Urkunde 1307 aus dem Lorschen Kodex

URKUNDE 1307 (12. Juni 850 — Reg. 3350) Schenkung der Hildrud im gleichen Weiler unter Kaiser Ludwig und Abt Samuel ich, Hiltrud, spende im Namen Gottes und zu meinem Seelenheil ein Almosen. Es sei gereicht dem heiligen Märtyrer Nazarius, dessen Leib im Lorscher Kloster ruht, das unter der Leitung des ehrwürdigen Samuel, des Bischofs und Abtes steht.
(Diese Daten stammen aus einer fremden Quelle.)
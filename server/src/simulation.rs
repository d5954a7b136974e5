//! A small stand-in simulation for running a host without the game.
//!
//! The host player walks in a circle while a horde of enemies drifts toward
//! it. Enemies take random hits and die; the horde is topped back up to its
//! target size, so the sync loop sees a steady stream of arrivals and
//! departures.

use rand::Rng;
use shared::{
    DifficultyLevel, EnemySnapshot, EntityHandle, MapType, PlayerSnapshot, RunSnapshot,
    WeaponType,
};
use std::sync::{Mutex, MutexGuard};

use crate::game::HostWorld;

const ENEMY_KINDS: [(&str, i32, f32); 3] = [
    ("BasicEnemy", 30, 60.0),
    ("FastEnemy", 20, 110.0),
    ("TankEnemy", 120, 35.0),
];
const ORBIT_RADIUS: f32 = 150.0;
const SPAWN_RADIUS: f32 = 600.0;
const BOSS_TIME: f32 = 300.0;
const RUN_LENGTH: f32 = 600.0;

#[derive(Debug, Clone)]
struct DemoEnemy {
    handle: EntityHandle,
    kind: usize,
    position: (f32, f32),
    health: i32,
}

struct DemoState {
    game_time: f32,
    player: PlayerSnapshot,
    enemies: Vec<DemoEnemy>,
    next_handle: u64,
    boss_spawned: bool,
}

/// Simulated world driven by [`DemoWorld::step`].
pub struct DemoWorld {
    target_enemies: usize,
    state: Mutex<DemoState>,
}

impl DemoWorld {
    pub fn new(target_enemies: usize) -> Self {
        let world = Self {
            target_enemies,
            state: Mutex::new(DemoState {
                game_time: 0.0,
                player: PlayerSnapshot {
                    position: (ORBIT_RADIUS, 0.0),
                    weapon_type: WeaponType::Simple,
                    ..PlayerSnapshot::default()
                },
                enemies: Vec::with_capacity(target_enemies),
                next_handle: 1,
                boss_spawned: false,
            }),
        };
        world.refill(&mut world.lock());
        world
    }

    fn lock(&self) -> MutexGuard<'_, DemoState> {
        self.state.lock().unwrap_or_else(|poisoned| poisoned.into_inner())
    }

    fn refill(&self, state: &mut DemoState) {
        let mut rng = rand::thread_rng();
        while state.enemies.len() < self.target_enemies {
            let angle = rng.gen_range(0.0..std::f32::consts::TAU);
            let kind = rng.gen_range(0..ENEMY_KINDS.len());
            state.enemies.push(DemoEnemy {
                handle: EntityHandle(state.next_handle),
                kind,
                position: (SPAWN_RADIUS * angle.cos(), SPAWN_RADIUS * angle.sin()),
                health: ENEMY_KINDS[kind].1,
            });
            state.next_handle += 1;
        }
    }

    /// Advances the simulation by `dt` seconds.
    pub fn step(&self, dt: f32) {
        let mut state = self.lock();
        let mut rng = rand::thread_rng();

        state.game_time += dt;
        let t = state.game_time * 0.5;
        let previous = state.player.position;
        state.player.position = (ORBIT_RADIUS * t.cos(), ORBIT_RADIUS * t.sin());
        state.player.direction = shared::normalize_vector(
            state.player.position.0 - previous.0,
            state.player.position.1 - previous.1,
        );

        let target = state.player.position;
        for enemy in state.enemies.iter_mut() {
            let (dx, dy) = shared::normalize_vector(
                target.0 - enemy.position.0,
                target.1 - enemy.position.1,
            );
            let speed = ENEMY_KINDS[enemy.kind].2;
            enemy.position.0 += dx * speed * dt;
            enemy.position.1 += dy * speed * dt;

            if rng.gen_bool((dt as f64 * 0.5).min(1.0)) {
                enemy.health -= rng.gen_range(5..=25);
            }
        }

        let before = state.enemies.len();
        state.enemies.retain(|enemy| enemy.health > 0);
        let killed = (before - state.enemies.len()) as i32;
        state.player.experience_points += killed * 10;
        state.player.level = 1 + state.player.experience_points / 100;

        if state.game_time >= BOSS_TIME {
            state.boss_spawned = true;
        }
        self.refill(&mut state);
    }

    pub fn enemy_count(&self) -> usize {
        self.lock().enemies.len()
    }

    pub fn game_time(&self) -> f32 {
        self.lock().game_time
    }
}

impl HostWorld for DemoWorld {
    fn local_player(&self) -> PlayerSnapshot {
        self.lock().player.clone()
    }

    fn live_enemies(&self) -> Vec<EnemySnapshot> {
        self.lock()
            .enemies
            .iter()
            .map(|enemy| EnemySnapshot {
                handle: enemy.handle,
                enemy_type: ENEMY_KINDS[enemy.kind].0.to_string(),
                position: enemy.position,
                health: enemy.health,
                alive: enemy.health > 0,
            })
            .collect()
    }

    fn run_state(&self) -> RunSnapshot {
        let state = self.lock();
        RunSnapshot {
            game_time: state.game_time,
            difficulty_level: 1 + (state.game_time / 60.0) as i32,
            map_type: MapType::Forest,
            difficulty: DifficultyLevel::Normal,
            boss_spawned: state.boss_spawned,
            boss_announced: state.boss_spawned,
            game_over: state.game_time >= RUN_LENGTH,
            game_won: state.game_time >= RUN_LENGTH && state.player.health > 0,
        }
    }
}

#[cfg(test)]
mod tests {
    use super::*;
    use assert_approx_eq::assert_approx_eq;
    use std::collections::HashSet;

    #[test]
    fn test_world_starts_full() {
        let world = DemoWorld::new(12);
        assert_eq!(world.enemy_count(), 12);
        assert_eq!(world.live_enemies().len(), 12);
        assert!(world.live_enemies().iter().all(|e| e.alive));
    }

    #[test]
    fn test_step_advances_clock_and_player() {
        let world = DemoWorld::new(0);
        let before = world.local_player().position;

        world.step(0.5);

        assert_approx_eq!(world.game_time(), 0.5);
        let after = world.local_player().position;
        assert!(before != after);

        let (dx, dy) = world.local_player().direction;
        assert_approx_eq!((dx * dx + dy * dy).sqrt(), 1.0, 1e-4);
    }

    #[test]
    fn test_horde_is_replenished_with_fresh_handles() {
        let world = DemoWorld::new(8);
        let first: HashSet<EntityHandle> =
            world.live_enemies().iter().map(|e| e.handle).collect();

        for _ in 0..200 {
            world.step(0.1);
        }

        assert_eq!(world.enemy_count(), 8);
        let now: HashSet<EntityHandle> = world.live_enemies().iter().map(|e| e.handle).collect();
        // Over 20 simulated seconds some enemies have died and been replaced
        assert!(now.difference(&first).count() > 0);
        assert!(world.local_player().experience_points > 0);
    }

    #[test]
    fn test_run_state_flags() {
        let world = DemoWorld::new(0);
        assert!(!world.run_state().boss_spawned);

        world.step(BOSS_TIME);
        let run = world.run_state();
        assert!(run.boss_spawned);
        assert!(!run.game_over);
        assert_eq!(run.difficulty_level, 6);

        world.step(RUN_LENGTH);
        let run = world.run_state();
        assert!(run.game_over);
        assert!(run.game_won);
    }
}
//! Headless stand-in for the game, used by the `client` binary.
//!
//! Materializes an enemy mirror the first time the host reports it, tracks the
//! local player's health, and steers the local player in a slow circle so the
//! host has input to relay.

use crate::game::ClientWorld;
use crate::input::InputSnapshot;
use dashmap::DashMap;
use log::info;
use shared::{EntityId, SpawnKind, SpawnMessage};
use std::sync::atomic::{AtomicI32, Ordering};
use std::time::Instant;

#[derive(Debug, Clone, PartialEq)]
pub struct MirroredEnemy {
    pub position: (f32, f32),
    pub health: i32,
}

pub struct ConsoleWorld {
    enemies: DashMap<EntityId, MirroredEnemy>,
    health: AtomicI32,
    started: Instant,
}

impl ConsoleWorld {
    pub fn new() -> Self {
        Self {
            enemies: DashMap::new(),
            health: AtomicI32::new(100),
            started: Instant::now(),
        }
    }

    pub fn enemy_count(&self) -> usize {
        self.enemies.len()
    }

    pub fn enemy(&self, enemy_id: EntityId) -> Option<MirroredEnemy> {
        self.enemies.get(&enemy_id).map(|enemy| enemy.clone())
    }

    pub fn health(&self) -> i32 {
        self.health.load(Ordering::Relaxed)
    }
}

impl Default for ConsoleWorld {
    fn default() -> Self {
        Self::new()
    }
}

impl ClientWorld for ConsoleWorld {
    fn update_enemy(&self, enemy_id: EntityId, position: (f32, f32), health: i32) -> bool {
        self.enemies
            .insert(enemy_id, MirroredEnemy { position, health });
        true
    }

    fn remove_enemy(&self, enemy_id: EntityId) -> bool {
        self.enemies.remove(&enemy_id).is_some()
    }

    fn damage_local_player(&self, damage: i32, is_critical: bool) {
        let previous = self
            .health
            .fetch_update(Ordering::Relaxed, Ordering::Relaxed, |health| {
                Some(health.saturating_sub(damage))
            })
            .unwrap_or_else(|health| health);
        let health = previous.saturating_sub(damage);
        info!(
            "Took {} damage{}, health now {}",
            damage,
            if is_critical { " (critical)" } else { "" },
            health
        );
    }

    fn damage_enemy(&self, enemy_id: EntityId, damage: i32, _is_critical: bool) -> bool {
        match self.enemies.get_mut(&enemy_id) {
            Some(mut enemy) => {
                enemy.health = enemy.health.saturating_sub(damage);
                true
            }
            None => false,
        }
    }

    fn on_spawn(&self, spawn: &SpawnMessage) {
        if spawn.entity_type == SpawnKind::Enemy {
            self.enemies.insert(
                spawn.entity_id,
                MirroredEnemy {
                    position: (spawn.position_x, spawn.position_y),
                    health: 1,
                },
            );
        }
        info!(
            "New {} spawned: ID={}",
            spawn.entity_type.as_str(),
            spawn.entity_id
        );
    }

    fn local_input(&self) -> InputSnapshot {
        let angle = self.started.elapsed().as_secs_f32() * 0.5;
        InputSnapshot {
            move_x: angle.cos(),
            move_y: angle.sin(),
            is_firing: true,
            ..InputSnapshot::default()
        }
    }
}
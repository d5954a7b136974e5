//! Typed message protocol exchanged between host and clients.
//!
//! Every message is a [`NetworkMessage`]: a capture timestamp plus exactly one
//! [`MessageBody`] variant. The variant's [`MessageType`] is the discriminant
//! written on the wire, and receivers always dispatch on it with a closed
//! `match`; nothing is ever inferred from field shape.

use serde::{Deserialize, Serialize};

use crate::registry::EntityHandle;

/// Connection identifier assigned by the transport. `0` is the host.
pub type ClientId = u32;

/// Network identity minted by the [`EntityRegistry`](crate::EntityRegistry).
pub type EntityId = u32;

/// The host's own local player. Assigned at host start, never reassigned.
pub const HOST_CLIENT_ID: ClientId = 0;

/// Wire discriminant, one fixed tag per concrete message variant.
///
/// Tags are append-only: new variants get new numbers, existing numbers never
/// change meaning.
#[derive(Debug, Clone, Copy, PartialEq, Eq, Hash)]
#[repr(u8)]
pub enum MessageType {
    Connection = 0,
    Disconnection = 1,
    PlayerState = 2,
    EnemyState = 3,
    GameState = 4,
    Input = 5,
    Spawn = 6,
    Damage = 7,
    Experience = 8,
    Chat = 9,
}

impl MessageType {
    pub const ALL: [MessageType; 10] = [
        MessageType::Connection,
        MessageType::Disconnection,
        MessageType::PlayerState,
        MessageType::EnemyState,
        MessageType::GameState,
        MessageType::Input,
        MessageType::Spawn,
        MessageType::Damage,
        MessageType::Experience,
        MessageType::Chat,
    ];

    pub fn tag(self) -> u8 {
        self as u8
    }

    /// Resolves a wire tag. Returns `None` for tags this build does not know.
    pub fn from_tag(tag: u8) -> Option<Self> {
        Self::ALL.iter().copied().find(|t| t.tag() == tag)
    }
}

#[derive(Debug, Clone, Copy, PartialEq, Eq, Default, Serialize, Deserialize)]
pub enum WeaponType {
    #[default]
    Simple,
    Spread,
    Beam,
    Burst,
    Melee,
}

#[derive(Debug, Clone, Copy, PartialEq, Eq, Default, Serialize, Deserialize)]
pub enum MapType {
    #[default]
    Forest,
    Desert,
    Dungeon,
    Castle,
    Graveyard,
}

#[derive(Debug, Clone, Copy, PartialEq, Eq, Default, Serialize, Deserialize)]
pub enum DifficultyLevel {
    Easy,
    #[default]
    Normal,
    Hard,
}

#[derive(Debug, Clone, Copy, PartialEq, Eq, Serialize, Deserialize)]
pub enum PowerUpType {
    Health,
    Experience,
    Speed,
    Damage,
}

/// What a [`SpawnMessage`] brings into the world.
#[derive(Debug, Clone, Copy, PartialEq, Eq, Default, Serialize, Deserialize)]
pub enum SpawnKind {
    Player,
    #[default]
    Enemy,
    PowerUp,
}

impl SpawnKind {
    pub fn as_str(self) -> &'static str {
        match self {
            SpawnKind::Player => "player",
            SpawnKind::Enemy => "enemy",
            SpawnKind::PowerUp => "powerup",
        }
    }
}

/// Join request (client to host) and join verdict (host to client).
///
/// `client_id` is `None` on the request; the host fills it in.
#[derive(Debug, Clone, PartialEq, Default, Serialize, Deserialize)]
pub struct ConnectionMessage {
    pub client_id: Option<ClientId>,
    pub player_name: String,
    pub is_host: bool,
    pub accepted: bool,
    pub server_message: String,
}

#[derive(Debug, Clone, PartialEq, Default, Serialize, Deserialize)]
pub struct DisconnectionMessage {
    pub client_id: Option<ClientId>,
    pub reason: String,
}

#[derive(Debug, Clone, PartialEq, Serialize, Deserialize)]
pub struct PlayerStateMessage {
    pub client_id: ClientId,
    pub position_x: f32,
    pub position_y: f32,
    pub direction_x: f32,
    pub direction_y: f32,
    pub health: i32,
    pub speed: f32,
    pub is_dashing: bool,
    pub is_auto_targeting: bool,
    pub weapon_type: WeaponType,
    pub experience_points: i32,
    pub level: i32,
}

impl Default for PlayerStateMessage {
    fn default() -> Self {
        Self {
            client_id: HOST_CLIENT_ID,
            position_x: 0.0,
            position_y: 0.0,
            direction_x: 0.0,
            direction_y: 0.0,
            health: 100,
            speed: 200.0,
            is_dashing: false,
            is_auto_targeting: false,
            weapon_type: WeaponType::Simple,
            experience_points: 0,
            level: 1,
        }
    }
}

#[derive(Debug, Clone, PartialEq, Serialize, Deserialize)]
pub struct EnemyStateMessage {
    pub enemy_id: EntityId,
    pub enemy_type: String,
    pub position_x: f32,
    pub position_y: f32,
    pub health: i32,
    pub is_alive: bool,
}

#[derive(Debug, Clone, PartialEq, Serialize, Deserialize)]
pub struct GameStateMessage {
    pub game_time: f32,
    pub difficulty_level: i32,
    pub map_type: MapType,
    pub difficulty: DifficultyLevel,
    pub boss_spawned: bool,
    pub boss_announced: bool,
    pub game_over: bool,
    pub game_won: bool,
}

impl Default for GameStateMessage {
    fn default() -> Self {
        Self {
            game_time: 0.0,
            difficulty_level: 1,
            map_type: MapType::Forest,
            difficulty: DifficultyLevel::Normal,
            boss_spawned: false,
            boss_announced: false,
            game_over: false,
            game_won: false,
        }
    }
}

#[derive(Debug, Clone, PartialEq, Default, Serialize, Deserialize)]
pub struct InputMessage {
    pub client_id: ClientId,
    pub move_x: f32,
    pub move_y: f32,
    pub is_firing: bool,
    pub is_charging: bool,
    pub is_dashing: bool,
    pub switch_weapon: bool,
    pub toggle_auto_target: bool,
}

#[derive(Debug, Clone, PartialEq, Default, Serialize, Deserialize)]
pub struct SpawnMessage {
    pub entity_type: SpawnKind,
    pub entity_id: EntityId,
    pub position_x: f32,
    pub position_y: f32,
    /// Set for enemy spawns.
    pub enemy_type: String,
    /// Set for power-up spawns.
    pub power_up_type: Option<PowerUpType>,
}

/// A hit landed by `source_id` on `target_id`. Either id may be a client id
/// or an entity id.
#[derive(Debug, Clone, PartialEq, Default, Serialize, Deserialize)]
pub struct DamageMessage {
    pub source_id: u32,
    pub target_id: u32,
    pub damage: i32,
    pub is_critical: bool,
}

#[derive(Debug, Clone, PartialEq, Default, Serialize, Deserialize)]
pub struct ExperienceMessage {
    pub client_id: ClientId,
    pub experience_gained: i32,
    pub total_experience: i32,
    pub new_level: i32,
    pub is_level_up: bool,
}

#[derive(Debug, Clone, PartialEq, Default, Serialize, Deserialize)]
pub struct ChatMessage {
    pub client_id: ClientId,
    pub player_name: String,
    pub message: String,
    pub is_system_message: bool,
}

/// The closed set of message payloads.
#[derive(Debug, Clone, PartialEq)]
pub enum MessageBody {
    Connection(ConnectionMessage),
    Disconnection(DisconnectionMessage),
    PlayerState(PlayerStateMessage),
    EnemyState(EnemyStateMessage),
    GameState(GameStateMessage),
    Input(InputMessage),
    Spawn(SpawnMessage),
    Damage(DamageMessage),
    Experience(ExperienceMessage),
    Chat(ChatMessage),
}

impl MessageBody {
    pub fn message_type(&self) -> MessageType {
        match self {
            MessageBody::Connection(_) => MessageType::Connection,
            MessageBody::Disconnection(_) => MessageType::Disconnection,
            MessageBody::PlayerState(_) => MessageType::PlayerState,
            MessageBody::EnemyState(_) => MessageType::EnemyState,
            MessageBody::GameState(_) => MessageType::GameState,
            MessageBody::Input(_) => MessageType::Input,
            MessageBody::Spawn(_) => MessageType::Spawn,
            MessageBody::Damage(_) => MessageType::Damage,
            MessageBody::Experience(_) => MessageType::Experience,
            MessageBody::Chat(_) => MessageType::Chat,
        }
    }
}

macro_rules! impl_into_body {
    ($($payload:ident => $variant:ident),* $(,)?) => {
        $(
            impl From<$payload> for MessageBody {
                fn from(payload: $payload) -> Self {
                    MessageBody::$variant(payload)
                }
            }
        )*
    };
}

impl_into_body! {
    ConnectionMessage => Connection,
    DisconnectionMessage => Disconnection,
    PlayerStateMessage => PlayerState,
    EnemyStateMessage => EnemyState,
    GameStateMessage => GameState,
    InputMessage => Input,
    SpawnMessage => Spawn,
    DamageMessage => Damage,
    ExperienceMessage => Experience,
    ChatMessage => Chat,
}

/// A timestamped message. Immutable once built; the timestamp is captured at
/// construction and only used for display and ordering heuristics.
#[derive(Debug, Clone, PartialEq)]
pub struct NetworkMessage {
    pub timestamp: u64,
    pub body: MessageBody,
}

impl NetworkMessage {
    pub fn new(body: impl Into<MessageBody>) -> Self {
        Self {
            timestamp: crate::now_millis(),
            body: body.into(),
        }
    }

    pub fn with_timestamp(timestamp: u64, body: impl Into<MessageBody>) -> Self {
        Self {
            timestamp,
            body: body.into(),
        }
    }

    pub fn message_type(&self) -> MessageType {
        self.body.message_type()
    }
}

/// Gameplay values for one player at the moment of capture.
#[derive(Debug, Clone, PartialEq)]
pub struct PlayerSnapshot {
    pub position: (f32, f32),
    pub direction: (f32, f32),
    pub health: i32,
    pub speed: f32,
    pub is_dashing: bool,
    pub is_auto_targeting: bool,
    pub weapon_type: WeaponType,
    pub experience_points: i32,
    pub level: i32,
}

impl Default for PlayerSnapshot {
    fn default() -> Self {
        Self {
            position: (0.0, 0.0),
            direction: (0.0, 0.0),
            health: 100,
            speed: 200.0,
            is_dashing: false,
            is_auto_targeting: false,
            weapon_type: WeaponType::Simple,
            experience_points: 0,
            level: 1,
        }
    }
}

/// One live enemy as the host's simulation sees it.
#[derive(Debug, Clone, PartialEq)]
pub struct EnemySnapshot {
    pub handle: EntityHandle,
    pub enemy_type: String,
    pub position: (f32, f32),
    pub health: i32,
    pub alive: bool,
}

/// Global run state: clock, difficulty and outcome flags.
#[derive(Debug, Clone, PartialEq, Default)]
pub struct RunSnapshot {
    pub game_time: f32,
    pub difficulty_level: i32,
    pub map_type: MapType,
    pub difficulty: DifficultyLevel,
    pub boss_spawned: bool,
    pub boss_announced: bool,
    pub game_over: bool,
    pub game_won: bool,
}

impl PlayerStateMessage {
    pub fn from_snapshot(client_id: ClientId, player: &PlayerSnapshot) -> Self {
        Self {
            client_id,
            position_x: player.position.0,
            position_y: player.position.1,
            direction_x: player.direction.0,
            direction_y: player.direction.1,
            health: player.health,
            speed: player.speed,
            is_dashing: player.is_dashing,
            is_auto_targeting: player.is_auto_targeting,
            weapon_type: player.weapon_type,
            experience_points: player.experience_points,
            level: player.level,
        }
    }
}

impl EnemyStateMessage {
    pub fn from_snapshot(enemy_id: EntityId, enemy: &EnemySnapshot) -> Self {
        Self {
            enemy_id,
            enemy_type: enemy.enemy_type.clone(),
            position_x: enemy.position.0,
            position_y: enemy.position.1,
            health: enemy.health,
            is_alive: enemy.alive,
        }
    }
}

impl GameStateMessage {
    pub fn from_run(run: &RunSnapshot) -> Self {
        Self {
            game_time: run.game_time,
            difficulty_level: run.difficulty_level,
            map_type: run.map_type,
            difficulty: run.difficulty,
            boss_spawned: run.boss_spawned,
            boss_announced: run.boss_announced,
            game_over: run.game_over,
            game_won: run.game_won,
        }
    }
}
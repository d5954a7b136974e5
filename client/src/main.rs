use clap::Parser;
use client::console::ConsoleWorld;
use client::network::GameClient;
use log::{error, info};
use shared::{NetConfig, Session, SyncRates};
use std::net::IpAddr;
use std::sync::Arc;
use tokio::time::{interval, Duration};

#[derive(Parser, Debug)]
#[command(author, version, about, long_about = None)]
struct Args {
    /// Player name announced to the host
    #[arg(short, long, default_value = "Player")]
    name: String,

    /// Host address to join; discovered on the LAN when omitted
    #[arg(short = 'H', long)]
    host: Option<IpAddr>,

    /// Seconds between mirror reports
    #[arg(short, long, default_value = "2")]
    report_interval: u64,
}

#[tokio::main]
async fn main() -> Result<(), Box<dyn std::error::Error>> {
    env_logger::init();

    if std::env::var("RUST_LOG").is_err() {
        eprintln!("Set RUST_LOG=info for detailed logging");
    }

    let args = Args::parse();
    let session = Session::new(NetConfig::default());

    let host = match args.host {
        Some(host) => host,
        None => {
            info!("Searching for hosts...");
            match session.discover().await.first() {
                Some(host) => *host,
                None => {
                    error!("No host found on the local network");
                    return Ok(());
                }
            }
        }
    };

    session.connect_to_host(host, &args.name).await?;

    let world = Arc::new(ConsoleWorld::new());
    let mut client = GameClient::new(session.clone(), Arc::clone(&world), SyncRates::default());
    client.start()?;

    let mut report = interval(Duration::from_secs(args.report_interval.max(1)));
    loop {
        tokio::select! {
            _ = report.tick() => {
                if !session.is_connected() {
                    info!("Connection to host closed");
                    break;
                }
                info!(
                    "Client {:?}: {} remote players, {} enemies, health {}",
                    session.client_id(),
                    client.remote_player_count(),
                    world.enemy_count(),
                    world.health()
                );
                if let Some(run) = client.run_state() {
                    info!(
                        "Run: time={:.1}s difficulty={} boss={} over={}",
                        run.game_time, run.difficulty_level, run.boss_spawned, run.game_over
                    );
                }
            }
            _ = tokio::signal::ctrl_c() => {
                info!("Received Ctrl+C, shutting down gracefully...");
                break;
            }
        }
    }

    client.stop().await;
    session.disconnect();

    Ok(())
}
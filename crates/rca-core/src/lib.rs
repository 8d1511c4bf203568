#![forbid(unsafe_code)]

//! Core: the cause tree, its identifiers, and structurally shared mutations.
//!
//! - [`node`] - [`CauseNode`] and the node factory
//! - [`tree`] - total, structurally shared mutations and queries
//! - [`diagram`] - [`Diagram`], personas, priorities, cause bank templates
//! - [`toc`] - Theory-of-Change bundles anchored to causes by id
//! - [`geometry`] - `f64` points and boxes shared by the layout engines

pub mod diagram;
pub mod geometry;
pub mod ids;
pub mod node;
pub mod toc;
pub mod tree;

pub use diagram::{CauseTemplate, Diagram, Persona, PriorityLevel};
pub use geometry::{Point, Rect, Size};
pub use ids::{BundleId, NodeId, PersonaId};
pub use node::{CauseNode, NodeRef, create_node};
pub use toc::{TocBoard, TocBundle};
pub use tree::{NodeRole, SiblingScope};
Es ist mein Wille, daß meine Gabe für ewige Zeiten dargeboten sei, und ich bestätige, daß sie durchaus freiwillig erfolgt. Ich schenke in pago woima.t(iensi == im Wormsgau), nämlich in der Gemarkung Susenheim (Sausenheim s. Grünstadt/W.) einen Weinberg, in Gottes Namen soll er ewiges Eigentum bleiben. Die Schenkung ist damit in Rechtskraft erwachsen. Geschehen in monasterio la.utisii(amensi = im Lorscher Kloster) am 12. Juni im 10. Jahr (850) des Kaisers Ludowig.